I think what some people are trying to say is that its time to stop punishing yourself and begin to rebuild your relationship.That is where your efforts should be at this time,for all concerned,that is best.
Beating yourself up is a self destructive cycle that gets you no where.
Be pro active,get back to your life and forget the past.

imtryingsohard
Feb 20, 2009, 11:07 AM
I'm trying to believe that I'm not a bad person and that I've made a huge mistake, I just don't know how I'm going to shake the guilt off

Justwantfair
Feb 20, 2009, 11:10 AM
Get off here and stop analyzing, you are dwelling on here, but you already have the answer you were looking for, you have to first forgive yourself and then determine whether it is necessary to hurt your husband with the truth.

Get off this thread, all you have done in the last ten posts is pity yourself, you need to refocus.

slapshot_oi
Feb 20, 2009, 11:23 AM
After reading most of these posts, I have to rescind my original statement.


believe me i have learnt a valuable lesson, i love my husband so much and looking back i dont understand how i could have done that to him.
I just want to erase the past and get on with our new life in the sun.
Im trying to forgive myself, as if im eating myself up everyday with guilt then im not going to be able to work on my marriage?
How can any lesson be learned if you don't understand why cheated in the first place? You ain't foolin' anyone, you haven't learned a thing. You only realize now, after you slept with this guy, that you made a mistake; my 3 year old niece could tell you that.

Forgiving someone else is a lot easier than forgiving yourself. It requires a lot of self-introspection and time alone.

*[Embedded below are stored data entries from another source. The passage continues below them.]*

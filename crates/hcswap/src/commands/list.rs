//! List command - installed versions with the active one marked

use crate::context::Context;
use anyhow::Result;
use colored::Colorize;
use hcswap::output::print_json;
use hcswap_core::Tool;
use hcswap_core::store::{active_version, inspect};
use serde::Serialize;
use std::path::PathBuf;

#[derive(Debug, Serialize)]
struct InstalledVersion {
    version: String,
    active: bool,
}

#[derive(Debug, Serialize)]
struct ListReport {
    tool: Tool,
    store: PathBuf,
    versions: Vec<InstalledVersion>,
}

pub fn run(ctx: &Context, tool: Tool, json: bool) -> Result<()> {
    let store = ctx.layout.store_root(tool);
    let mut versions = inspect(&store)?.versions().to_vec();
    versions.sort();

    let active = active_version(tool, &store, ctx.layout.bin_dir());
    let report = ListReport {
        tool,
        store,
        versions: versions
            .into_iter()
            .map(|version| InstalledVersion {
                active: active.as_deref() == Some(version.as_str()),
                version,
            })
            .collect(),
    };

    if json {
        print_json(&serde_json::to_string_pretty(&report)?)?;
        return Ok(());
    }

    if report.versions.is_empty() {
        println!(
            "{} No {} versions installed in {}",
            "!".yellow(),
            tool.canonical_name(),
            report.store.display()
        );
        return Ok(());
    }

    for entry in &report.versions {
        if entry.active {
            println!("{} {}", "*".green().bold(), entry.version.green());
        } else {
            println!("  {}", entry.version);
        }
    }

    Ok(())
}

And given your obvious misery, whether you tell your husband doesn't matter at this point, he's going to know something is wrong, and it'll eventually come out. You're better off telling him up front and respecting his intellegence (notice I didn't say feelings). Realize if he asks you a question and you tell him you're okay, you're calling him a moron.

Your only shot at repairing your marriage is understanding why you cheated, you won't get the answer over night and probably not in 2009. But at any rate, forgetting about it is not an option, hating yourself or that lucky guy is not an option, and above all lying to your husband is not an option. If you deal with this is a mature manner, you're husband will have no choice but to respect you.

_Someone_
Feb 20, 2009, 12:52 PM
What is done, is done. If you really regret what you did than stop killing yourself.I don't want to ever be in the place of your husband but what happened, happened and you don't have that power to go back in time and fix it.so nothing you can do.just try to be faithfull to him for the rest of your life.

If you feel guilty it means you are a human.a real problem would be if you didn't feel guilty. So you are not a such horrible person as you imagine yourself.

And do not get drunk anymore or you are going to end up doing anything else. I could have done it too if I got drunk. But I never drink and I'm a guy.so better not to drink.

Take care and be faithfull from now on.